Airports in Tampa and Charlotte reported similar payload data for the carriers contracted by Amazon but they did not specify whether the flights were full by volume or whether they were operated on Amazon’s behalf. A seventh airport outside Chicago said the aircraft were not full, although daily flights only started in October, and Amazon likely is learning the market, transport experts said. The remaining airports did not comment.

FedEx declined to comment but the company is spending billions to protect its cut of this growing pie. On Tuesday, FedEx reported a second-quarter profit that fell short of analysts’s forecasts amid an increase in operating expenses, as the company builds up its infrastructure. It said it will spend about US$5.6 billion on capital expenditures next year. It also said it had invested $1bn in aircraft and aircraft-related equipment in the first half of its current fiscal year, and would lay out another $600 million in the second half.

Steve Gaut, the vice president of public relations at UPS, declined to comment on Amazon’s airline but said customers commonly handle parts of their logistics in-house.

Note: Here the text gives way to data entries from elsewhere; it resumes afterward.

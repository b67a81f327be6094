//! # profwire - Streaming pprof Profile Encoder
//!
//! profwire is the write path of a profiling pipeline: it encodes samples
//! (stack traces, counts, memory mappings) into the gzip-compressed
//! protobuf wire format consumed by standard profile tooling (`go tool
//! pprof`, Perfetto, Speedscope). Samples are serialized one at a time as
//! they arrive from a collector; the profile is never buffered whole.
//!
//! ## Architecture Overview
//!
//! ```text
//! samples / mappings            summary (finish)
//!        │                            │
//!        ▼                            ▼
//! ┌─────────────────────────────────────────────┐
//! │               ProfileBuilder                │
//! │                                             │
//! │  ┌───────────┐  ┌──────────────┐            │
//! │  │  String   │  │   Location   │            │
//! │  │  Table    │  │   Resolver   │──▶ SymbolLookup (external)
//! │  └───────────┘  └──────┬───────┘            │
//! │                        │ Mapping Table      │
//! │                        ▼                    │
//! │                  ┌───────────┐              │
//! │                  │ WireBuffer│ tag/length/  │
//! │                  └─────┬─────┘ value fields │
//! └────────────────────────┼────────────────────┘
//!                          ▼
//!                    ┌───────────┐
//!                    │ GzipSink  │ flush at top level only
//!                    └─────┬─────┘
//!                          ▼
//!                     destination
//! ```
//!
//! Data flows one way: samples → encoder primitives → byte buffer →
//! compression filter → destination. No component calls back upward.
//!
//! ## Module Structure
//!
//! - [`builder`]: the orchestrator; open-phase sample/mapping intake and
//!   one-shot finalize
//! - [`encode`] (private): protobuf varint/tag primitives with submessage
//!   framing and nesting tracking
//! - [`symbols`]: the address → (function, file, line) lookup interface
//! - [`domain`]: ID newtypes and error types
//!
//! ## Key Invariants
//!
//! - A submessage's length precedes its bytes on the wire, so nothing may
//!   be flushed while a message is open; the sink only flushes at nesting
//!   depth zero.
//! - String table index 0 is the empty string; indices are stable.
//! - Mapping ID 1 is a synthetic catch-all entry, so every address has a
//!   mapping reference.
//! - The same address always resolves to the same location ID; repeated
//!   strings, functions and locations are deduplicated across the stream.
//!
//! ## Typical Usage
//!
//! ```no_run
//! use profwire::{ProfileBuilder, SourceFrame};
//! use std::collections::HashMap;
//! use std::fs::File;
//! use std::time::Duration;
//!
//! # fn main() -> Result<(), profwire::ProfileError> {
//! let symbols: HashMap<u64, SourceFrame> = HashMap::new();
//! let destination = File::create("cpu.pb.gz").map_err(profwire::ProfileError::Write)?;
//!
//! let mut builder =
//!     ProfileBuilder::with_period(destination, symbols, Duration::from_millis(10));
//! builder.add_mapping(0x1000, 0x2000, 0, "/usr/bin/app", "buildid");
//! // leaf address is +1: resolution expects return-PC semantics
//! builder.add_sample(&[1, 10_000_000], &[0x1234 + 1, 0x1300], &[])?;
//! builder.finish()?;
//! # Ok(())
//! # }
//! ```

pub mod builder;
pub mod domain;
pub mod symbols;

mod encode;
mod mappings;
mod resolve;
mod sink;
mod strings;

pub use builder::{LabelValue, ProfileBuilder, SampleLabel};
pub use domain::{FunctionId, LocationId, MappingId, ProfileError, StringIndex};
pub use symbols::{FnLookup, SourceFrame, SymbolLookup};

Reuters could not determine the extent to which, if any, Prime Air had an effect on the bottom lines of FedEx or UPS to date.

Reuters could also not determine how much Amazon has spent on aircraft leases so far, key to whether the fleet has cut its costs overall.

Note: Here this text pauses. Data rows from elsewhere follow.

//! Low-level protobuf wire encoding
//!
//! `WireBuffer` writes tagged fields using the two wire types the pprof
//! format needs: varints and length-delimited payloads. Submessages are
//! framed with [`WireBuffer::start_message`] / [`WireBuffer::end_message`]:
//! the payload is written first and the tag + length header is rotated into
//! place when the message closes, since a length-delimited field's size must
//! precede its bytes on the wire.
//!
//! The buffer tracks nesting depth so the sink can tell whether a message is
//! currently open. While any message is open, no byte in the buffer may be
//! handed to the sink: its length header does not exist yet.

/// Varint wire type (int32, int64, uint64, bool, enum).
const WIRE_VARINT: u64 = 0;
/// Length-delimited wire type (string, bytes, submessages, packed fields).
const WIRE_LEN: u64 = 2;

/// Opaque position of an open message's first payload byte.
///
/// Returned by [`WireBuffer::start_message`] and consumed by the matching
/// [`WireBuffer::end_message`].
#[derive(Debug, Clone, Copy)]
pub(crate) struct MessageMark(usize);

/// Accumulates encoded fields for the profile stream.
#[derive(Debug, Default)]
pub(crate) struct WireBuffer {
    data: Vec<u8>,
    nest: u32,
}

impl WireBuffer {
    pub(crate) fn new() -> Self {
        Self::default()
    }

    /// Number of pending bytes not yet handed to the sink.
    pub(crate) fn len(&self) -> usize {
        self.data.len()
    }

    /// True when no submessage is open, i.e. every byte in the buffer is a
    /// complete top-level field and may be flushed.
    pub(crate) fn is_top_level(&self) -> bool {
        self.nest == 0
    }

    pub(crate) fn as_bytes(&self) -> &[u8] {
        &self.data
    }

    /// Drop all pending bytes after the sink has consumed them.
    pub(crate) fn clear(&mut self) {
        self.data.clear();
    }

    fn varint(&mut self, mut value: u64) {
        while value >= 0x80 {
            self.data.push((value as u8 & 0x7f) | 0x80);
            value >>= 7;
        }
        self.data.push(value as u8);
    }

    fn key(&mut self, tag: u32, wire_type: u64) {
        self.varint(u64::from(tag) << 3 | wire_type);
    }

    /// Write a uint64 field.
    pub(crate) fn uint64(&mut self, tag: u32, value: u64) {
        self.key(tag, WIRE_VARINT);
        self.varint(value);
    }

    /// Write a uint64 field, omitting it when the value is the proto3
    /// default (zero).
    pub(crate) fn uint64_opt(&mut self, tag: u32, value: u64) {
        if value != 0 {
            self.uint64(tag, value);
        }
    }

    /// Write an int64 field. Negative values use the plain two's-complement
    /// varint form, as proto3 `int64` requires (not zigzag).
    pub(crate) fn int64(&mut self, tag: u32, value: i64) {
        self.uint64(tag, value as u64);
    }

    /// Write an int64 field, omitting the proto3 default (zero).
    pub(crate) fn int64_opt(&mut self, tag: u32, value: i64) {
        if value != 0 {
            self.int64(tag, value);
        }
    }

    /// Write a repeated uint64 field as a single packed field.
    ///
    /// An empty slice writes nothing: an absent repeated field decodes as
    /// empty.
    pub(crate) fn uint64s(&mut self, tag: u32, values: &[u64]) {
        if values.is_empty() {
            return;
        }
        let payload_start = self.data.len();
        for &value in values {
            self.varint(value);
        }
        self.close_delimited(tag, payload_start);
    }

    /// Write a repeated int64 field as a single packed field.
    pub(crate) fn int64s(&mut self, tag: u32, values: &[i64]) {
        if values.is_empty() {
            return;
        }
        let payload_start = self.data.len();
        for &value in values {
            self.varint(value as u64);
        }
        self.close_delimited(tag, payload_start);
    }

    /// Write a bool field. Callers emit `true` flags only and leave `false`
    /// to the proto3 default.
    pub(crate) fn bool_field(&mut self, tag: u32, value: bool) {
        self.uint64(tag, u64::from(value));
    }

    /// Write a string field. The empty string is written as a zero-length
    /// payload, which matters for the string table's reserved entry 0.
    pub(crate) fn string(&mut self, tag: u32, value: &str) {
        self.key(tag, WIRE_LEN);
        self.varint(value.len() as u64);
        self.data.extend_from_slice(value.as_bytes());
    }

    /// Write a repeated string field, one length-delimited entry per string.
    pub(crate) fn strings(&mut self, tag: u32, values: &[String]) {
        for value in values {
            self.string(tag, value);
        }
    }

    /// Open a submessage. Every `start_message` must be paired with exactly
    /// one [`WireBuffer::end_message`] before the buffer may be flushed.
    pub(crate) fn start_message(&mut self) -> MessageMark {
        self.nest += 1;
        MessageMark(self.data.len())
    }

    /// Close the submessage opened at `mark`, framing everything written
    /// since as a length-delimited field under `tag`.
    pub(crate) fn end_message(&mut self, tag: u32, mark: MessageMark) {
        self.close_delimited(tag, mark.0);
        self.nest -= 1;
    }

    /// Frame `data[payload_start..]` as a length-delimited field: append the
    /// tag + length header after the payload, then rotate it in front. The
    /// payload length is only known here, after the payload was written.
    fn close_delimited(&mut self, tag: u32, payload_start: usize) {
        let payload_len = self.data.len() - payload_start;
        let header_start = self.data.len();
        self.key(tag, WIRE_LEN);
        self.varint(payload_len as u64);
        let header_len = self.data.len() - header_start;
        self.data[payload_start..].rotate_right(header_len);
    }
}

The payload figures do not include last month or this month, when contractor ABX Air, a unit of Air Transport Services Group, paused flights for Amazon after a pilot strike.

Flight data shows another way that Amazon is departing from cargo companies’ road map in an attempt to reach its top goal – rapid delivery.

Using FlightAware.com and similar websites, Reuters tracked the schedules of Amazon contractors and verified with airports which flights were on behalf of the retailer.

Many of the company’s eastbound flights leave the states of Washington and California unusually late at night – its flight from Stockton, California, to Wilmington, Ohio, departs close to 2am Pacific Time, for example. FedEx instead schedules most eastbound services no later than 9pm to ensure arrival at its Memphis, Tennessee, hub in time for sorting packages overnight.

The difference is that cargo airlines stop at airport hubs so they can fill aircraft easily with boxes from many origins. Amazon does this much less.

But flying without a stopover is faster, helping Amazon cut shipping times from Prime’s two-day standard, to a day or even hours. Scheduling later departures has an advantage, too.

“Most people have a tendency to order packages when they’re home” from work, said Brian Clancy, the managing director of advisory firm Logistics Capital and Strategy. Amazon is “waiting for the orders”.

Amazon also saves time by flying to remote locations such as Lehigh Valley, which are near cities and its warehouses but have little traffic. Expectations are for Amazon to stretch well beyond Lehigh Valley and the existing airports Prime Air serves.

“We’re just seeing the beginning of this,” said Marc Wulfraat, the president of logistics consultancy MWPVL International. “We could see Toronto. We could see Denver. They’re going to need a lot more planes,” he said.